What you have to do:
In the records below, find the line with "let exists = self" and the line with "end to end."; return exactly those lines and every line between them.

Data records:
____________
//! Deployment context manifest (`context.yaml`).
//!
//! Records which bundles have been installed into the workspace and the
//! per-repository configuration each installation was rendered with. The
//! on-disk form is a versioned document so the schema can evolve without
//! breaking older workspaces.

use anyhow::{Context as AnyhowContext, Result};
use serde::{Deserialize, Serialize};
use std::collections::BTreeMap;
use std::fs;
use std::path::Path;

use crate::paths::CONTEXT_FILE;

/// Schema version written to new manifests.
const API_VERSION: &str = "capstan.dev/v1alpha1";

/// Document kind written to new manifests.
const KIND: &str = "Context";

/// Per-repository configuration values, as rendered at install time.
pub type Configuration = BTreeMap<String, serde_yaml::Value>;

/// One installed bundle.
#[derive(Debug, Clone, PartialEq, Eq, Serialize, Deserialize)]
pub struct Bundle {
    pub repository: String,
    pub name: String,
}

/// The deployment context: installed bundles plus each repository's
/// configuration map.
#[derive(Debug, Clone, Default, Serialize, Deserialize)]
pub struct Context {
    #[serde(default)]
    pub bundles: Vec<Bundle>,
    #[serde(default)]
    pub configuration: BTreeMap<String, Configuration>,
}

/// On-disk envelope around [`Context`].
#[derive(Debug, Serialize, Deserialize)]
#[serde(rename_all = "camelCase")]
struct VersionedContext {
    api_version: String,
    kind: String,
    spec: Context,
}

impl Context {
    /// Read `context.yaml` from the workspace root. A missing file is an
    /// empty context, not an error: a fresh workspace has no installations.
    pub fn read(root: &Path) -> Result<Self> {
        let path = root.join(CONTEXT_FILE);
        if !path.exists() {
            return Ok(Self::default());
        }

        let content = fs::read_to_string(&path)
            .with_context(|| format!("Could not read {}", path.display()))?;
        let versioned: VersionedContext =
            serde_yaml::from_str(&content).with_context(|| format!("Invalid {CONTEXT_FILE}"))?;
        Ok(versioned.spec)
    }

    /// Write the context back as a versioned document.
    pub fn write(&self, root: &Path) -> Result<()> {
        let versioned = VersionedContext {
            api_version: API_VERSION.to_string(),
            kind: KIND.to_string(),
            spec: self.clone(),
        };

        let content = serde_yaml::to_string(&versioned)?;
        let path = root.join(CONTEXT_FILE);
        fs::write(&path, content).with_context(|| format!("Could not write {}", path.display()))
    }

    /// Configuration map for one repository, if installed.
    pub fn repo(&self, name: &str) -> Option<&Configuration> {
        self.configuration.get(name)
    }

    /// Record a bundle installation, deduplicating on (repository, name).
    pub fn add_bundle(&mut self, repository: &str, name: &str) {
        let exists = self
            .bundles
            .iter()
            .any(|b| b.repository == repository && b.name == name);
        if exists {
            return;
        }

        self.bundles.push(Bundle {
            repository: repository.to_string(),
            name: name.to_string(),
        });
    }
}
use anyhow::Result;
use dialoguer::Confirm;

use crate::ui;
use crate::workspace::Workspace;
use crate::Context;

/// Tear down a repository's workspace end to end.
pub fn destroy(ctx: &Context, repository: &str, yes: bool) -> Result<()> {
    let ws = Workspace::load(repository)?;

    if !ctx.quiet {
        ui::header(&format!("Destroying {repository}"));
        ui::dim(&format!("namespace: {}", ws.namespace()));
        if ctx.verbose > 0 {
            ui::dim(&format!("release: {}", ws.repository()));
        }
    }

    if !yes && !confirm_destroy(repository)? {
        ui::warn("Aborted");
        return Ok(());
    }

    ws.destroy()?;
    ui::success(&format!("{repository} torn down"));
    Ok(())
}

/// Redeploy the installed chart.
pub fn bounce(_ctx: &Context, repository: &str) -> Result<()> {
    let ws = Workspace::load(repository)?;
    ws.bounce()?;
    ui::success(&format!("{repository} bounced"));
    Ok(())
}

/// Preview what a bounce would change.
pub fn diff(_ctx: &Context, repository: &str) -> Result<()> {
    let ws = Workspace::load(repository)?;
    ws.diff()
}

fn confirm_destroy(repository: &str) -> Result<bool> {
    let confirmed = Confirm::new()
        .with_prompt(format!(
            "Permanently destroy {repository}'s release and infrastructure?"
        ))
        .default(false)
        .interact()?;

    Ok(confirmed)
}
//! Error types for cloud and cluster operations.

use std::process::ExitStatus;
use thiserror::Error;

/// Errors that can occur while talking to the vendor CLIs or kubectl.
#[derive(Debug, Error)]
pub enum Error {
    /// The vendor CLI could not be started (missing binary, bad permissions).
    #[error("failed to start {program}: {source}")]
    Spawn {
        /// Program that could not be started
        program: String,
        /// Underlying OS error
        #[source]
        source: std::io::Error,
    },

    /// The vendor CLI ran but exited non-zero.
    #[error("{program} exited with {status}: {stderr}")]
    CommandFailed {
        /// Program that failed
        program: String,
        /// Exit status of the failed invocation
        status: ExitStatus,
        /// Captured standard error, trimmed
        stderr: String,
    },

    /// A Kubernetes API object could not be parsed or rewritten.
    #[error("malformed {kind} object: {message}")]
    MalformedObject {
        /// Object kind (e.g. "Namespace")
        kind: &'static str,
        /// What was wrong with it
        message: String,
    },

    /// IO error
    #[error("IO error: {0}")]
    Io(#[from] std::io::Error),

    /// JSON parsing error
    #[error("JSON error: {0}")]
    Json(#[from] serde_json::Error),
}

/// Convenience alias used throughout the crate.
pub type Result<T> = std::result::Result<T, Error>;
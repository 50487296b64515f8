//! Command specification and the process-runner seam.
//!
//! [`ProcessRunner`] abstracts the OS boundary the same way brew-style
//! backends do: the real [`ShellRunner`] spawns subprocesses, while tests
//! script outcomes through a fake. The working directory travels inside
//! [`CommandSpec`] rather than via a process-global chdir, so two sequences
//! in one process can never trample each other's cwd.

use super::ExecError;
use std::io::{self, BufRead, BufReader, Write};
use std::path::{Path, PathBuf};
use std::process::{Child, Command, Stdio};

/// One external command: program, arguments, and an optional explicit
/// working directory.
#[derive(Debug, Clone)]
pub struct CommandSpec {
    /// Program name, resolved through PATH.
    pub program: String,
    /// Arguments, in order.
    pub args: Vec<String>,
    /// Working directory for the child; inherits the parent's when None.
    pub cwd: Option<PathBuf>,
}

impl CommandSpec {
    /// Build a spec for `program` with the given arguments.
    pub fn new<I, S>(program: &str, args: I) -> Self
    where
        I: IntoIterator<Item = S>,
        S: Into<String>,
    {
        Self {
            program: program.to_string(),
            args: args.into_iter().map(Into::into).collect(),
            cwd: None,
        }
    }

    /// Run the command from `dir` instead of the inherited cwd.
    pub fn current_dir(mut self, dir: &Path) -> Self {
        self.cwd = Some(dir.to_path_buf());
        self
    }

    /// The command line as the operator would type it.
    pub fn render(&self) -> String {
        if self.args.is_empty() {
            self.program.clone()
        } else {
            format!("{} {}", self.program, self.args.join(" "))
        }
    }
}

/// Seam between the retry loop and the OS.
pub trait ProcessRunner {
    /// Run the command to completion, streaming its merged stdout/stderr
    /// into `sink`. Non-zero exit, spawn failure, and sink errors all
    /// surface as [`ExecError`].
    fn run(&self, spec: &CommandSpec, sink: &mut dyn Write) -> Result<(), ExecError>;
}

/// The real runner: spawns the subprocess with stdout and stderr merged
/// into a single pipe and pumps it line-by-line into the sink.
///
/// No timeout is applied; a hung external tool blocks the caller. That
/// matches the interactive-CLI usage model where the operator can ^C.
#[derive(Debug, Default)]
pub struct ShellRunner;

impl ShellRunner {
    /// Create a runner.
    pub fn new() -> Self {
        Self
    }
}

/// Spawn the child with both output streams wired to one pipe.
///
/// The parent's write ends are dropped with the local `Command` before this
/// returns; otherwise the read loop would never see EOF.
fn spawn_merged(spec: &CommandSpec) -> Result<(Child, io::PipeReader), ExecError> {
    let (reader, writer) = io::pipe()?;
    let stderr = writer.try_clone()?;

    let mut cmd = Command::new(&spec.program);
    cmd.args(&spec.args)
        .stdin(Stdio::null())
        .stdout(Stdio::from(writer))
        .stderr(Stdio::from(stderr));

    if let Some(dir) = &spec.cwd {
        cmd.current_dir(dir);
    }

    let child = cmd.spawn().map_err(|source| ExecError::Spawn {
        program: spec.program.clone(),
        source,
    })?;

    Ok((child, reader))
}

impl ProcessRunner for ShellRunner {
    fn run(&self, spec: &CommandSpec, sink: &mut dyn Write) -> Result<(), ExecError> {
        let (mut child, reader) = spawn_merged(spec)?;

        let mut lines = BufReader::new(reader);
        let mut line = Vec::new();
        loop {
            line.clear();
            let n = lines.read_until(b'\n', &mut line)?;
            if n == 0 {
                break;
            }
            sink.write_all(&line)?;
        }

        let status = child.wait()?;
        if !status.success() {
            return Err(ExecError::Failed {
                program: spec.program.clone(),
                status,
            });
        }

        Ok(())
    }
}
____________
Task solution:
        let exists = self
            .bundles
            .iter()
            .any(|b| b.repository == repository && b.name == name);
        if exists {
            return;
        }

        self.bundles.push(Bundle {
            repository: repository.to_string(),
            name: name.to_string(),
        });
    }
}
use anyhow::Result;
use dialoguer::Confirm;

use crate::ui;
use crate::workspace::Workspace;
use crate::Context;

/// Tear down a repository's workspace end to end.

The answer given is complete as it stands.